Vaccines make variants less likely
- As we have seen, variants come from mutations that take place as the virus copies itself.
- So, if the virus continues to spread, then it will continue to make copies of itself - creating more opportunities for variants to emerge.
- That is why vaccines are so important: they reduce the number of people infected and so reduce the spread of infection and the possibility of variants emerging.
Vaccines are effective against variants
There are currently two vaccines that are widely used against COVID-19 in South Africa: Pfizer-BioNTech and Johnson & Johnson. These vaccines have been proved to be effective against the dominant Delta variant. COVID-19 vaccination, in general, reduces the risk of COVID-19 and its potentially severe complications.
Is population immunity possible?
"Population immunity" is also called "herd immunity", "community immunity" or, as some scientists have recently preferred, "population effective protection." All these terms describe a situation in which enough of the population is immune to a disease in order to make its spread unlikely, whether that immunity comes through having had the disease, or through vaccination, or through both.

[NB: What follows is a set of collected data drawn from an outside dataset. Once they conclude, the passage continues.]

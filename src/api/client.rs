//! JIRA API client implementation.
//!
//! This module provides the main client for interacting with the JIRA REST API v3.
//! Requests run through the [`Pipeline`], which handles caching, timeouts,
//! rate limiting and error classification; this layer adds authentication,
//! endpoint URLs and the mapping into [`ApiError`].

use std::sync::Arc;
use std::time::Duration;

use serde::de::DeserializeOwned;
use tracing::{debug, error, info, instrument};

use super::auth::Auth;
use super::error::{ApiError, Result};
use super::types::{
    CreatedIssue, Issue, IssueAssignment, IssueCreate, IssueTransition, IssueTransitionRequest,
    IssueType, IssueUpdate, Project, ProjectVersion, ProjectVersionCreate, TransitionsResponse,
    User,
};
use crate::batch::{run_batch, BatchOptions, BatchReport};
use crate::cache::MemoryCache;
use crate::config::JiraConfig;
use crate::limit::MaxInFlight;
use crate::pipeline::{Decoded, Pipeline, RequestSpec};
use crate::transport::ReqwestTransport;

/// Maximum number of requests kept in flight at once.
const DEFAULT_MAX_IN_FLIGHT: usize = 8;

/// How long cached GET responses stay fresh, in seconds.
const CACHE_TTL_SECS: u64 = 30;

/// The JIRA API client.
///
/// Provides async methods for interacting with the JIRA REST API v3.
/// Every request carries Basic authentication and is executed through the
/// request pipeline, so GET responses are cached briefly and the number of
/// concurrent requests against the instance stays bounded.
pub struct JiraClient {
    /// The request pipeline all calls go through.
    pipeline: Pipeline,
    /// The API root, `{base_url}/rest/api/3`.
    api_base: String,
    /// Authentication credentials.
    auth: Auth,
}

impl std::fmt::Debug for JiraClient {
    fn fmt(&self, f: &mut std::fmt::Formatter<'_>) -> std::fmt::Result {
        f.debug_struct("JiraClient")
            .field("api_base", &self.api_base)
            .finish_non_exhaustive()
    }
}

impl JiraClient {
    /// Create a new JIRA client from a configuration.
    ///
    /// Builds the default pipeline: a reqwest transport, an in-memory
    /// response cache with a short TTL and a concurrency cap of
    /// [`DEFAULT_MAX_IN_FLIGHT`] requests.
    ///
    /// # Errors
    ///
    /// Returns [`ApiError::Config`] if the configuration is invalid or the
    /// HTTP client cannot be built.
    pub fn new(config: &JiraConfig) -> Result<Self> {
        let transport =
            ReqwestTransport::new().map_err(|e| ApiError::Config(e.to_string()))?;

        let pipeline = Pipeline::builder(Arc::new(transport))
            .with_timeout(Duration::from_secs(config.timeout_secs))
            .with_cache(Arc::new(MemoryCache::with_ttl(Duration::from_secs(
                CACHE_TTL_SECS,
            ))))
            .with_rate_limiter(Arc::new(MaxInFlight::new(DEFAULT_MAX_IN_FLIGHT)))
            .build();

        Self::with_pipeline(config, pipeline)
    }

    /// Create a client over an explicit pipeline.
    ///
    /// Lets the caller choose the transport, cache, retry and rate-limiting
    /// behavior instead of the defaults used by [`JiraClient::new`].
    pub fn with_pipeline(config: &JiraConfig, pipeline: Pipeline) -> Result<Self> {
        config
            .validate()
            .map_err(|e| ApiError::Config(e.to_string()))?;

        let api_base = format!("{}/rest/api/3", config.base_url.trim_end_matches('/'));

        Ok(Self {
            pipeline,
            api_base,
            auth: Auth::new(&config.email, &config.api_token),
        })
    }

    /// Get the API root URL.
    pub fn api_base(&self) -> &str {
        &self.api_base
    }

    /// Validate the connection by calling the `/myself` endpoint.
    ///
    /// This verifies that:
    /// - The URL is reachable
    /// - The credentials are valid
    /// - The user has access to the JIRA instance
    #[instrument(skip(self))]
    pub async fn validate_connection(&self) -> Result<User> {
        debug!("Validating JIRA connection");

        let user = self.current_user().await.map_err(|e| {
            error!("Connection validation failed: {}", e);
            match e {
                ApiError::Unauthorized => e,
                other => ApiError::ConnectionFailed(other.to_string()),
            }
        })?;

        info!("Connected as user: {}", user.display_name);
        Ok(user)
    }

    /// Get the current authenticated user.
    ///
    /// Calls `GET /rest/api/3/myself` to retrieve user information.
    #[instrument(skip(self))]
    pub async fn current_user(&self) -> Result<User> {
        self.fetch("myself").await
    }

    /// Get a user by account ID.
    #[instrument(skip(self), fields(account_id = %account_id))]
    pub async fn get_user(&self, account_id: &str) -> Result<User> {
        let path = format!("user?accountId={}", urlencoding::encode(account_id));
        self.fetch(&path).await
    }

    /// Search for users matching a query string.
    ///
    /// The query matches against display names and email addresses.
    #[instrument(skip(self), fields(query = %query))]
    pub async fn search_users(&self, query: &str, max_results: u32) -> Result<Vec<User>> {
        let path = format!(
            "user/search?query={}&maxResults={}",
            urlencoding::encode(query),
            max_results
        );
        self.fetch(&path).await
    }

    /// Find users assignable to issues in the given projects.
    ///
    /// # Arguments
    ///
    /// * `project_keys` - Keys of the projects the user must be assignable in
    /// * `query` - Optional query string to filter users
    /// * `max_results` - Maximum number of results to return
    #[instrument(skip(self, project_keys, query))]
    pub async fn find_assignable_users(
        &self,
        project_keys: &[String],
        query: Option<&str>,
        max_results: u32,
    ) -> Result<Vec<User>> {
        let mut path = format!(
            "user/assignable/multiProjectSearch?projectKeys={}&maxResults={}",
            urlencoding::encode(&project_keys.join(",")),
            max_results
        );
        if let Some(query) = query {
            path.push_str(&format!("&query={}", urlencoding::encode(query)));
        }
        self.fetch(&path).await
    }

    /// Create a new issue.
    ///
    /// JIRA answers the create call with only the new issue's coordinates,
    /// so the full issue is fetched in a second request.
    ///
    /// # Returns
    ///
    /// The created issue with all fields populated.
    #[instrument(skip(self, issue), fields(summary = %issue.summary))]
    pub async fn create_issue(&self, issue: &IssueCreate) -> Result<Issue> {
        debug!("Creating issue");

        let spec = RequestSpec::post(self.url("issue")).with_body(issue.to_jira_format());
        let created: CreatedIssue = self.send(spec).await?;

        let key = created.key.ok_or_else(|| {
            ApiError::InvalidResponse("issue created but no key returned".to_string())
        })?;

        info!("Created issue: {}", key);
        self.get_issue(&key).await
    }

    /// Get a single issue by key.
    ///
    /// # Arguments
    ///
    /// * `key` - The issue key (e.g., "PROJ-123")
    #[instrument(skip(self), fields(issue_key = %key))]
    pub async fn get_issue(&self, key: &str) -> Result<Issue> {
        debug!("Fetching issue");

        let path = format!("issue/{}", key);
        let issue: Issue = self.fetch(&path).await.map_err(|e| {
            if matches!(e, ApiError::NotFound(_)) {
                ApiError::NotFound(format!("Issue '{}' not found", key))
            } else {
                e
            }
        })?;

        Ok(issue)
    }

    /// Update fields on an existing issue.
    #[instrument(skip(self, update), fields(issue_key = %key))]
    pub async fn update_issue(&self, key: &str, update: &IssueUpdate) -> Result<()> {
        let spec = RequestSpec::put(self.url(&format!("issue/{}", key)))
            .with_body(update.to_jira_format());
        self.send_no_content(spec).await
    }

    /// Assign an issue to a user, or unassign it.
    #[instrument(skip(self, assignment), fields(issue_key = %key))]
    pub async fn assign_issue(&self, key: &str, assignment: &IssueAssignment) -> Result<()> {
        let spec = RequestSpec::put(self.url(&format!("issue/{}/assignee", key)))
            .with_body(assignment.to_jira_format());
        self.send_no_content(spec).await
    }

    /// Get the workflow transitions currently available on an issue.
    #[instrument(skip(self), fields(issue_key = %key))]
    pub async fn get_issue_transitions(&self, key: &str) -> Result<Vec<IssueTransition>> {
        let path = format!("issue/{}/transitions", key);
        let response: TransitionsResponse = self.fetch(&path).await?;
        Ok(response.transitions)
    }

    /// Move an issue through a workflow transition.
    #[instrument(skip(self, request), fields(issue_key = %key))]
    pub async fn transition_issue(
        &self,
        key: &str,
        request: &IssueTransitionRequest,
    ) -> Result<()> {
        let spec = RequestSpec::post(self.url(&format!("issue/{}/transitions", key)))
            .with_body(request.to_jira_format());
        self.send_no_content(spec).await
    }

    /// Get a project by key.
    #[instrument(skip(self), fields(project_key = %key))]
    pub async fn get_project(&self, key: &str) -> Result<Project> {
        let path = format!("project/{}", key);
        self.fetch(&path).await.map_err(|e| {
            if matches!(e, ApiError::NotFound(_)) {
                ApiError::NotFound(format!("Project '{}' not found", key))
            } else {
                e
            }
        })
    }

    /// Get the versions (releases) of a project.
    #[instrument(skip(self), fields(project_key = %key))]
    pub async fn get_project_versions(&self, key: &str) -> Result<Vec<ProjectVersion>> {
        let path = format!("project/{}/versions", key);
        self.fetch(&path).await
    }

    /// Create a new project version.
    #[instrument(skip(self, version), fields(version_name = %version.name))]
    pub async fn create_project_version(
        &self,
        version: &ProjectVersionCreate,
    ) -> Result<ProjectVersion> {
        let body = serde_json::to_value(version)
            .map_err(|e| ApiError::Validation(format!("could not serialize version: {}", e)))?;
        let spec = RequestSpec::post(self.url("version")).with_body(body);
        self.send(spec).await
    }

    /// Get all issue types visible to the authenticated user.
    #[instrument(skip(self))]
    pub async fn get_issue_types(&self) -> Result<Vec<IssueType>> {
        self.fetch("issuetype").await
    }

    /// Get the issue types available in a specific project.
    #[instrument(skip(self), fields(project_key = %key))]
    pub async fn get_project_issue_types(&self, key: &str) -> Result<Vec<IssueType>> {
        let project = self.get_project(key).await?;
        Ok(project.issue_types.unwrap_or_default())
    }

    /// Look up an issue type ID by its name within a project.
    ///
    /// The name comparison ignores case, so "bug" finds "Bug".
    ///
    /// # Errors
    ///
    /// Returns [`ApiError::Validation`] naming the available types when no
    /// issue type with that name exists in the project.
    #[instrument(skip(self), fields(project_key = %project_key, type_name = %name))]
    pub async fn get_issue_type_id_by_name(
        &self,
        project_key: &str,
        name: &str,
    ) -> Result<String> {
        let issue_types = self.get_project_issue_types(project_key).await?;

        for issue_type in &issue_types {
            if issue_type.name.eq_ignore_ascii_case(name) {
                return Ok(issue_type.id.clone());
            }
        }

        let available: Vec<&str> = issue_types.iter().map(|it| it.name.as_str()).collect();
        Err(ApiError::Validation(format!(
            "issue type '{}' not found in project '{}'; available types: {}",
            name,
            project_key,
            available.join(", ")
        )))
    }

    /// Create many issues with bounded concurrency.
    ///
    /// Issues are processed in groups of `options.concurrency`; each failed
    /// create is retried per the batch options before it counts as a
    /// failure. With `continue_on_error` set, the returned report carries
    /// every created issue and every failure with the index of the input it
    /// belongs to. Without it, the first failing issue's error is returned
    /// once its group has settled.
    #[instrument(skip(self, issues, options), fields(total = issues.len()))]
    pub async fn bulk_create_issues(
        &self,
        issues: Vec<IssueCreate>,
        options: &BatchOptions,
    ) -> Result<BatchReport<Issue, IssueCreate, ApiError>> {
        run_batch(issues, options, |issue| async move {
            self.create_issue(&issue).await
        })
        .await
        .map_err(|failure| failure.error)
    }

    /// Build the absolute URL for an API path.
    fn url(&self, path: &str) -> String {
        format!("{}/{}", self.api_base, path)
    }

    /// Attach authentication and content negotiation headers.
    fn authorized(&self, spec: RequestSpec) -> RequestSpec {
        spec.with_header("Authorization", self.auth.header_value())
            .with_header("Accept", "application/json")
    }

    /// Run a request through the pipeline, mapping failures into [`ApiError`].
    async fn execute(&self, spec: RequestSpec) -> Result<Decoded> {
        self.pipeline
            .execute(self.authorized(spec))
            .await
            .map_err(ApiError::from_pipeline)
    }

    /// GET an API path and deserialize the JSON response.
    async fn fetch<T: DeserializeOwned>(&self, path: &str) -> Result<T> {
        let decoded = self.execute(RequestSpec::get(self.url(path))).await?;
        Self::parse(decoded)
    }

    /// Execute a prepared request and deserialize the JSON response.
    async fn send<T: DeserializeOwned>(&self, spec: RequestSpec) -> Result<T> {
        let decoded = self.execute(spec).await?;
        Self::parse(decoded)
    }

    /// Execute a prepared request, discarding the response body.
    ///
    /// For endpoints that answer `204 No Content`.
    async fn send_no_content(&self, spec: RequestSpec) -> Result<()> {
        self.execute(spec).await?;
        Ok(())
    }

    /// Deserialize a decoded response into the expected type.
    fn parse<T: DeserializeOwned>(decoded: Decoded) -> Result<T> {
        match decoded {
            Decoded::Json(value) => serde_json::from_value(value)
                .map_err(|e| ApiError::InvalidResponse(format!("failed to parse response: {}", e))),
            Decoded::Text(_) | Decoded::Bytes(_) => Err(ApiError::InvalidResponse(
                "expected a JSON payload".to_string(),
            )),
        }
    }
}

In South Africa, herd immunity was expected to be achieved when 67% of the population was vaccinated. However, the emergence of highly transmissible variants like the Delta variant pushed that number closer to 90%. Important questions around whether vaccinated people can transmit the virus if infected, and how long vaccine immunity lasts, have also added to the complexity of reaching herd immunity.
This may mean that we have to change our goal and accept that COVID-19 will become an enduring aspect of our world - in other words, it will become 'endemic.' In this situation, vaccines would make serious illness very unlikely, but the virus may continue to spread in communities, without causing devastation.
Either way, vaccination is vital
So, whether we are aiming for population immunity or accepting that COVID-19 will be endemic, vaccination is crucial. Without vaccines we will not reach either of those two goals. Vaccination remains the safest way to achieving immunity that offers protection severe illness and death.
Learn more about variants, population immunity and endemic COVID-19. Join the millions of South Africans who can proudly say, #IGotMyVaccine.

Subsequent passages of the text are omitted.